First Ride: Is the Royal Enfield HNTR 350 a low-cost motorcycle for all occasions?
What is it?
Royal Enfield is a company on a bit of a mission. It has quickly injected its range with some real excitement, with models like the Himalayan showing that this brand can produce clever and attractive motorcycles that arrive with a price tag that is a fraction of competitors.
The HNTR 350 is one of its newest additions. Hoping to tap into the flourishing retro-inspired category, it’s a bike with ease-of-use at its very core. But as well as those eye-catching looks, is it a bike with something else to offer beyond visuals alone? We’ve been finding out.
The HNTR might use the same 350cc engine as you’ll find in Enfield’s Meteor and Classic motorcycles, but this bike has a far more retro-inspired look and feel. It’s why it’s got that classic one-piece seat and high-riser bars which give a more laid-back, easy riding position. It’s been built with commuting and urban environments in mind, which is why it has a shorter wheelbase than the other 350cc-powered bikes in the Enfield range, for added manoeuvrability.
It’s worth mentioning that the HNTR also has something seriously impressive up its sleeve – value. At £3,899, it’s more akin to the price of a regular 125cc learner motorcycle, and the Royal Enfield has a lot more performance and usability than those.
What’s it powered by?
At the heart of the HNTR is a 349cc air-cooled single engine, which pushes out a modest 20.2bhp and 27Nm of torque, driven through a five-speed gearbox. Royal Enfield claims that its top speed is just over 70mph, so you’re not going to feel too out of place if you’ve got to head onto the motorway or dual carriageway from time to time.
Royal Enfield claims that the HNTR should return just over 100mpg, too, making it a great option for riders after really good fuel efficiency. You get disc brakes at front and rear, too, alongside dual-channel ABS for added security.
What’s it like to ride?
The Royal Enfield HNTR 350 is very user-friendly right from the beginning. The seat height is pretty low, so even average-height riders will be able to get their feet flat on the floor. Spark the single-engine into life with the analogue starter controls and you’re met with a really classic sound – this bike sounds excellent, even at idle.
Away from a stop and the HNRT pulls strongly, delivering much more acceleration than you might expect. The gearshift is light and easy, while the handling feels nimble enough to make country lanes good fun. The suspension is definitely on the softer side of things – as are the brakes – but this promotes you to take a slightly more sedate approach rather than racing between the lights. It’s great around town, too, and though it does feel a bit stretched on the motorway, it can handle shorter jaunts at the national speed limit.
How does it look?
The HNTR 350 has definitely been designed to attract the eye. The prominent appearance of the tank is really great – to our eyes, at least – and there are a number of colours to choose from, ranging from ‘Dapper White’ to ‘Rebel Red’. You’ll pay £80 to upgrade to some colours, but that still seems pretty decent value.
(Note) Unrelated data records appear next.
#[cfg(test)]
mod tests {
    use super::*;
    use crate::inputs::art::{ArtLineInputs, SubRegimenDef, ToxicityDef};
    use crate::inputs::{InputFile, SimContext};
    use crate::rng::SimRng;
    use crate::state::Patient;
    use crate::stats::{CostStats, RunStats};
    use crate::trace::Tracer;

    fn art_input_with_tox(tox: ToxicityDef) -> InputFile {
        let mut input = InputFile::default();
        input.art.lines = vec![ArtLineInputs {
            sub_regimens: vec![SubRegimenDef {
                months_to_switch: None,
                toxicities: vec![tox],
            }],
            ..Default::default()
        }];
        input
    }

    fn on_art_patient(sim: &SimContext) -> Patient {
        let mut patient = Patient::new(0, sim, SimRng::new(0));
        patient.disease.hiv_state = HivState::AsymptomaticChronic;
        patient.art.has_taken_art = true;
        patient.art.on_art = true;
        patient.art.curr_line = 0;
        patient.art.curr_sub_regimen = 0;
        patient
    }

    #[test]
    fn test_future_toxicity_is_kept_untouched() {
        let sim = SimContext::from_input(art_input_with_tox(ToxicityDef::default()));
        let mut stats = RunStats::new(&sim);
        let mut costs = CostStats::new(&sim);
        let mut tracer = Tracer::disabled();
        let mut patient = on_art_patient(&sim);
        patient.art.active_toxicities.push(ToxicityEffect {
            line: 0,
            sub_regimen: 0,
            severity: ToxSeverity::Minor,
            tox_index: 0,
            month_of_start: 5,
        });
        let mut ctx = UpdaterCtx::new(&mut patient, &sim, &mut stats, &mut costs, &mut tracer);
        monthly(&mut ctx);
        assert_eq!(ctx.patient.art.active_toxicities.len(), 1);
        assert_eq!(ctx.stats.num_toxicity_events, 0);
    }

    #[test]
    fn test_onset_requires_same_sub_regimen() {
        let sim = SimContext::from_input(art_input_with_tox(ToxicityDef::default()));
        let mut stats = RunStats::new(&sim);
        let mut costs = CostStats::new(&sim);
        let mut tracer = Tracer::disabled();
        let mut patient = on_art_patient(&sim);
        patient.art.on_art = false;
        patient.art.active_toxicities.push(ToxicityEffect {
            line: 0,
            sub_regimen: 0,
            severity: ToxSeverity::Minor,
            tox_index: 0,
            month_of_start: 0,
        });
        let mut ctx = UpdaterCtx::new(&mut patient, &sim, &mut stats, &mut costs, &mut tracer);
        monthly(&mut ctx);
        assert!(ctx.patient.art.active_toxicities.is_empty());
        assert_eq!(ctx.stats.num_toxicity_events, 0);
    }

    #[test]
    fn test_major_onset_adds_risk_and_emergency() {
        let tox = ToxicityDef {
            severity: ToxSeverity::Major,
            acute_major_death_rate_ratio: 5.0,
            acute_major_death_cost: 200.0,
            ..Default::default()
        };
        let sim = SimContext::from_input(art_input_with_tox(tox));
        let mut stats = RunStats::new(&sim);
        let mut costs = CostStats::new(&sim);
        let mut tracer = Tracer::disabled();
        let mut patient = on_art_patient(&sim);
        patient.art.active_toxicities.push(ToxicityEffect {
            line: 0,
            sub_regimen: 0,
            severity: ToxSeverity::Major,
            tox_index: 0,
            month_of_start: 0,
        });
        let mut ctx = UpdaterCtx::new(&mut patient, &sim, &mut stats, &mut costs, &mut tracer);
        monthly(&mut ctx);
        assert!(ctx.patient.art.has_major_toxicity);
        assert!(ctx.patient.art.has_severe_toxicity);
        assert_eq!(ctx.patient.disease.mortality_risks.len(), 1);
        assert_eq!(
            ctx.patient.disease.mortality_risks[0].cost,
            Some(200.0)
        );
        assert!(ctx.patient.monitoring.emergency_visit.is_some());
    }

    #[test]
    fn test_this_month_effect_expires() {
        let tox = ToxicityDef {
            severity: ToxSeverity::Minor,
            qol_duration: ToxDuration::ThisMonth,
            cost_duration: ToxDuration::ThisMonth,
            cost: 30.0,
            ..Default::default()
        };
        let sim = SimContext::from_input(art_input_with_tox(tox));
        let mut stats = RunStats::new(&sim);
        let mut costs = CostStats::new(&sim);
        let mut tracer = Tracer::disabled();
        let mut patient = on_art_patient(&sim);
        patient.art.active_toxicities.push(ToxicityEffect {
            line: 0,
            sub_regimen: 0,
            severity: ToxSeverity::Minor,
            tox_index: 0,
            month_of_start: 0,
        });
        {
            let mut ctx = UpdaterCtx::new(&mut patient, &sim, &mut stats, &mut costs, &mut tracer);
            monthly(&mut ctx);
        }
        // Still in scope during its onset month.
        assert_eq!(patient.art.active_toxicities.len(), 1);
        assert_eq!(patient.general.costs_undiscounted, 30.0);
        patient.general.month = 1;
        {
            let mut ctx = UpdaterCtx::new(&mut patient, &sim, &mut stats, &mut costs, &mut tracer);
            monthly(&mut ctx);
        }
        // All components out of scope: removed, no further cost.
        assert!(patient.art.active_toxicities.is_empty());
        assert_eq!(patient.general.costs_undiscounted, 30.0);
    }

    #[test]
    fn test_chronic_death_waits_for_impact() {
        let tox = ToxicityDef {
            severity: ToxSeverity::Chronic,
            chronic_death_duration: ToxDuration::UntilDeath,
            months_to_chronic_death_impact: 6,
            chronic_death_rate_ratio: 4.0,
            qol_duration: ToxDuration::ThisMonth,
            cost_duration: ToxDuration::ThisMonth,
            ..Default::default()
        };
        let sim = SimContext::from_input(art_input_with_tox(tox));
        let mut stats = RunStats::new(&sim);
        let mut costs = CostStats::new(&sim);
        let mut tracer = Tracer::disabled();
        let mut patient = on_art_patient(&sim);
        patient.art.active_toxicities.push(ToxicityEffect {
            line: 0,
            sub_regimen: 0,
            severity: ToxSeverity::Chronic,
            tox_index: 0,
            month_of_start: 0,
        });
        {
            let mut ctx = UpdaterCtx::new(&mut patient, &sim, &mut stats, &mut costs, &mut tracer);
            monthly(&mut ctx);
        }
        assert!(patient.disease.mortality_risks.is_empty());
        patient.general.month = 6;
        patient.disease.mortality_risks.clear();
        {
            let mut ctx = UpdaterCtx::new(&mut patient, &sim, &mut stats, &mut costs, &mut tracer);
            monthly(&mut ctx);
        }
        assert_eq!(patient.disease.mortality_risks.len(), 1);
    }
}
The black frame and exhaust system contrast this nicely, too, while it all tapers into a neat rear-end design with its LED light. In fact, that black anodised finish is applied on much of the bike’s mechanical components and this helps to give it a far more premium appearance.
What’s the spec like?
The HNTR 350 has a pretty low price, so you can’t weigh in expecting the very latest in technology. You do, however, get some LCD displays which can show you which gear you’re in alongside some basic trip computer functions. It’d be nice if you could display your speed there too, but thankfully the main circular speedometer is clear enough.
Though you do get an LED light at the rear of the bike, it’s a regular halogen version up front. Despite this, it provides a decent amount of illumination at night, while the high-beam setting is good for when you want more visibility. The indicators are nice and bright, too, though the switch which controls them feels a little bit soft and imprecise.
The HNTR 350 feels like a great example of how you don’t need to trade off on riding fun in order to get a low cost. In fact, in today’s climate of high living costs, it makes for a very appealing way of getting around without breaking the bank.
But on top of that, this a motorcycle which doesn’t take itself too seriously, instead providing good performance, excellent fuel economy and a really characterful engine note wrapped up in one good-looking design.